We just wanted things back to normal, and a normal day off school, whatever the reason for the reprieve, meant playing, and around our house, more often than not, playing meant outside, maybe messing around in the back yard but just as likely riding our bikes over the frosty hummocks in the apple orchard or going down to Hawk Lake to illicitly test out the state of the winter ice beginning to grow along the edges. (Technically Hawk Lake was the private domain of a neighboring subdivision and, as outsiders, we weren't supposed to recreate there, but just who in their right mind would expect a couple boys to stay away from the treasures of a lake?!)


But instead, by late morning we were corralled in the downstairs family room sitting restlessly on the green Naugahyde couches.

We had two of those couches so there was enough day-glow, synthetic leather real-estate to accommodate the whole family when it came time to watch Bonanza or The Wonderful World of Disney on the one and only TV in the house. A black&white TV that today would be considered not only grotesquely primitive but also ridiculously small-screened, but back then, like in most houses of the day, that box full of tubes and transformers and capacitors took up one whole corner of the room. (The fireplace, one of those red enameled Scandinavian upside-down funnel thingies, took up the adjacent corner.)

You see, despite our best efforts, we had been expertly hunted down, rounded up, herded in, plopped down and strongly encouraged to watch that TV, even though the only thing on all three of the only available channels was Kennedy's funeral. Not that it would have made any difference if our beloved Bowery Boys or, dare I dream it?, The Three Stooges, had been on one of them, since Mom was clearly in control of the knobs that day and the funeral it was. (Not that we were allowed to watch the Three Stooges anymore, not since Mom caught us imitating them by trying to poke each others eyes out. . .)
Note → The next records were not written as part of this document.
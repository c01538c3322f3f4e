//! In-memory remote list source

use std::collections::{BTreeSet, HashMap};
use std::sync::atomic::{AtomicUsize, Ordering};
use std::sync::{Arc, Mutex, MutexGuard};

use async_trait::async_trait;
use tokio::sync::watch;

use super::{
    ensure_owner, ensure_visible, spawn_snapshot_feed, ListSubscription, RemoteListSource,
};
use crate::error::{Error, Result};
use crate::models::{Item, ListDraft, ListId, ShoppingList, UserId, UserProfile};
use crate::util::unix_millis_now;

#[derive(Debug, Default)]
struct Failures {
    subscriptions: Option<String>,
    writes: Option<String>,
}

#[derive(Debug)]
struct Inner {
    lists: Mutex<Vec<ShoppingList>>,
    profiles: Mutex<HashMap<String, UserProfile>>,
    failures: Mutex<Failures>,
    changes: watch::Sender<u64>,
    write_attempts: AtomicUsize,
}

/// A remote store held in process memory.
///
/// Clones share the same documents, so two sessions built on clones see each
/// other's writes. Failures can be switched on to exercise fallback paths.
#[derive(Debug, Clone)]
pub struct MemoryListStore {
    inner: Arc<Inner>,
}

impl Default for MemoryListStore {
    fn default() -> Self {
        Self::new()
    }
}

impl MemoryListStore {
    pub fn new() -> Self {
        let (changes, _) = watch::channel(0);
        Self {
            inner: Arc::new(Inner {
                lists: Mutex::new(Vec::new()),
                profiles: Mutex::new(HashMap::new()),
                failures: Mutex::new(Failures::default()),
                changes,
                write_attempts: AtomicUsize::new(0),
            }),
        }
    }

    /// Make new and live subscriptions fail with `message`.
    pub fn fail_subscriptions(&self, message: impl Into<String>) {
        lock(&self.inner.failures).subscriptions = Some(message.into());
        self.inner.notify();
    }

    /// Make every write fail with `message`.
    pub fn fail_writes(&self, message: impl Into<String>) {
        lock(&self.inner.failures).writes = Some(message.into());
    }

    pub fn clear_failures(&self) {
        *lock(&self.inner.failures) = Failures::default();
    }

    /// Number of write calls received, failed or not.
    pub fn write_attempts(&self) -> usize {
        self.inner.write_attempts.load(Ordering::SeqCst)
    }

    /// Every stored document, regardless of visibility.
    pub fn documents(&self) -> Vec<ShoppingList> {
        lock(&self.inner.lists).clone()
    }

    /// Store a document as-is, bypassing validation and access rules.
    pub fn insert_raw(&self, list: ShoppingList) {
        lock(&self.inner.lists).push(list);
        self.inner.notify();
    }
}

impl Inner {
    fn notify(&self) {
        self.changes.send_modify(|version| *version = version.wrapping_add(1));
    }

    fn snapshot_for(&self, user: &UserId) -> Result<Vec<ShoppingList>> {
        if let Some(message) = lock(&self.failures).subscriptions.clone() {
            return Err(Error::RemoteUnavailable(message));
        }
        Ok(lock(&self.lists)
            .iter()
            .filter(|list| list.is_visible_to(user))
            .cloned()
            .collect())
    }

    fn begin_write(&self) -> Result<()> {
        self.write_attempts.fetch_add(1, Ordering::SeqCst);
        match lock(&self.failures).writes.clone() {
            Some(message) => Err(Error::RemoteUnavailable(message)),
            None => Ok(()),
        }
    }

    /// Run `apply` against one document and notify subscribers on success.
    fn modify<T>(
        &self,
        id: &ListId,
        apply: impl FnOnce(&mut ShoppingList) -> Result<T>,
    ) -> Result<T> {
        let result = {
            let mut lists = lock(&self.lists);
            let list = lists
                .iter_mut()
                .find(|list| list.id == *id)
                .ok_or_else(|| Error::NotFound(id.to_string()))?;
            apply(list)?
        };
        self.notify();
        Ok(result)
    }
}

#[async_trait]
impl RemoteListSource for MemoryListStore {
    async fn subscribe(&self, user: &UserId) -> Result<ListSubscription> {
        if let Some(message) = lock(&self.inner.failures).subscriptions.clone() {
            return Err(Error::RemoteUnavailable(message));
        }
        let inner = Arc::clone(&self.inner);
        let user = user.clone();
        Ok(spawn_snapshot_feed(
            self.inner.changes.subscribe(),
            move || {
                let delivery = inner.snapshot_for(&user);
                async move { delivery }
            },
        ))
    }

    async fn create(&self, owner: &UserId, draft: &ListDraft) -> Result<ShoppingList> {
        self.inner.begin_write()?;
        let now = unix_millis_now();
        let list = ShoppingList {
            id: ListId::generate(),
            name: draft.name.clone(),
            items: draft.items.clone(),
            owner_id: owner.clone(),
            shared_with: BTreeSet::new(),
            visibility: draft.visibility,
            created_at: now,
            updated_at: now,
        };
        lock(&self.inner.lists).push(list.clone());
        self.inner.notify();
        Ok(list)
    }

    async fn fetch(&self, id: &ListId) -> Result<Option<ShoppingList>> {
        Ok(lock(&self.inner.lists)
            .iter()
            .find(|list| list.id == *id)
            .cloned())
    }

    async fn update_contents(
        &self,
        actor: &UserId,
        id: &ListId,
        name: &str,
        items: &[Item],
    ) -> Result<()> {
        self.inner.begin_write()?;
        self.inner.modify(id, |list| {
            ensure_owner(list, actor)?;
            list.name = name.to_string();
            list.items = items.to_vec();
            list.updated_at = unix_millis_now();
            Ok(())
        })
    }

    async fn replace_items(&self, actor: &UserId, id: &ListId, items: &[Item]) -> Result<()> {
        self.inner.begin_write()?;
        self.inner.modify(id, |list| {
            ensure_visible(list, actor)?;
            list.items = items.to_vec();
            list.updated_at = unix_millis_now();
            Ok(())
        })
    }

    async fn delete(&self, actor: &UserId, id: &ListId) -> Result<()> {
        self.inner.begin_write()?;
        {
            let mut lists = lock(&self.inner.lists);
            let index = lists
                .iter()
                .position(|list| list.id == *id)
                .ok_or_else(|| Error::NotFound(id.to_string()))?;
            ensure_owner(&lists[index], actor)?;
            lists.remove(index);
        }
        self.inner.notify();
        Ok(())
    }

    async fn add_shared_user(&self, actor: &UserId, id: &ListId, user: &UserId) -> Result<bool> {
        self.inner.begin_write()?;
        self.inner.modify(id, |list| {
            ensure_owner(list, actor)?;
            if list.is_owned_by(user) {
                return Ok(false);
            }
            let added = list.shared_with.insert(user.clone());
            if added {
                list.updated_at = unix_millis_now();
            }
            Ok(added)
        })
    }

    async fn find_user_by_email(&self, email: &str) -> Result<Option<UserProfile>> {
        Ok(lock(&self.inner.profiles).get(email).cloned())
    }

    async fn upsert_profile(&self, profile: &UserProfile) -> Result<()> {
        let mut profiles = lock(&self.inner.profiles);
        profiles.retain(|_, existing| existing.id != profile.id);
        profiles.insert(profile.email.clone(), profile.clone());
        Ok(())
    }
}

fn lock<T>(mutex: &Mutex<T>) -> MutexGuard<'_, T> {
    mutex.lock().unwrap_or_else(std::sync::PoisonError::into_inner)
}

#[cfg(test)]
mod tests {
    use super::*;
    use crate::models::Visibility;
    use pretty_assertions::assert_eq;

    fn draft() -> ListDraft {
        ListDraft::new("Groceries", &["Milk", "Eggs"], Visibility::Private).unwrap()
    }

    #[tokio::test(flavor = "multi_thread")]
    async fn subscription_sees_later_writes() {
        let store = MemoryListStore::new();
        let alice = UserId::from("alice");
        let mut subscription = store.subscribe(&alice).await.unwrap();

        assert!(subscription.next().await.unwrap().unwrap().is_empty());
        store.create(&alice, &draft()).await.unwrap();

        let snapshot = subscription.next().await.unwrap().unwrap();
        assert_eq!(snapshot.len(), 1);
        assert_eq!(snapshot[0].owner_id, alice);
    }

    #[tokio::test(flavor = "multi_thread")]
    async fn subscriptions_only_see_visible_lists() {
        let store = MemoryListStore::new();
        store.create(&UserId::from("alice"), &draft()).await.unwrap();

        let mut subscription = store.subscribe(&UserId::from("bob")).await.unwrap();
        assert!(subscription.next().await.unwrap().unwrap().is_empty());
    }

    #[tokio::test(flavor = "multi_thread")]
    async fn non_owner_update_is_rejected() {
        let store = MemoryListStore::new();
        let list = store.create(&UserId::from("alice"), &draft()).await.unwrap();

        let error = store
            .update_contents(&UserId::from("bob"), &list.id, "Mine", &[])
            .await
            .unwrap_err();

        assert!(matches!(error, Error::Permission(_)));
        assert_eq!(store.fetch(&list.id).await.unwrap().unwrap(), list);
    }

    #[tokio::test(flavor = "multi_thread")]
    async fn sharing_is_a_set_union() {
        let store = MemoryListStore::new();
        let alice = UserId::from("alice");
        let bob = UserId::from("bob");
        let list = store.create(&alice, &draft()).await.unwrap();

        assert!(store.add_shared_user(&alice, &list.id, &bob).await.unwrap());
        assert!(!store.add_shared_user(&alice, &list.id, &bob).await.unwrap());
        assert!(!store.add_shared_user(&alice, &list.id, &alice).await.unwrap());

        let fetched = store.fetch(&list.id).await.unwrap().unwrap();
        assert_eq!(fetched.shared_with, BTreeSet::from([bob]));
    }

    #[tokio::test(flavor = "multi_thread")]
    async fn failing_subscriptions_push_an_error_to_live_feeds() {
        let store = MemoryListStore::new();
        let mut subscription = store.subscribe(&UserId::from("alice")).await.unwrap();
        subscription.next().await.unwrap().unwrap();

        store.fail_subscriptions("permission denied");

        assert!(subscription.next().await.unwrap().is_err());
        assert!(store.subscribe(&UserId::from("alice")).await.is_err());
    }

    #[tokio::test(flavor = "multi_thread")]
    async fn write_failures_are_counted() {
        let store = MemoryListStore::new();
        store.fail_writes("unavailable");

        assert!(store.create(&UserId::from("alice"), &draft()).await.is_err());
        assert_eq!(store.write_attempts(), 1);
        assert!(store.documents().is_empty());
    }

    #[tokio::test(flavor = "multi_thread")]
    async fn profiles_are_keyed_by_email() {
        let store = MemoryListStore::new();
        let bob = UserProfile::new(UserId::from("bob"), "bob@example.com", None);
        store.upsert_profile(&bob).await.unwrap();
        let moved = UserProfile::new(UserId::from("bob"), "robert@example.com", None);
        store.upsert_profile(&moved).await.unwrap();

        assert!(store
            .find_user_by_email("bob@example.com")
            .await
            .unwrap()
            .is_none());
        assert_eq!(
            store
                .find_user_by_email("robert@example.com")
                .await
                .unwrap()
                .unwrap()
                .id,
            UserId::from("bob")
        );
    }
}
I'm sure there was more than enough whining and fidgeting and pouting to test a legion of mothers that day, but Mom had (Still has!) backbone and stuck to her guns, chasing us back to our seats after we'd snuck down onto the floor and were playing, with our backs to the TV in protest, with our plastic toy solders.

"You boys just sit up there and pay attention because if you don't you're going to regret it when you get older!!!"

She tried to make it all a little more palatable by setting up a few of our wobbly metal TV trays and allowing us to eat our sandwiches and potato chips there in front of the TV.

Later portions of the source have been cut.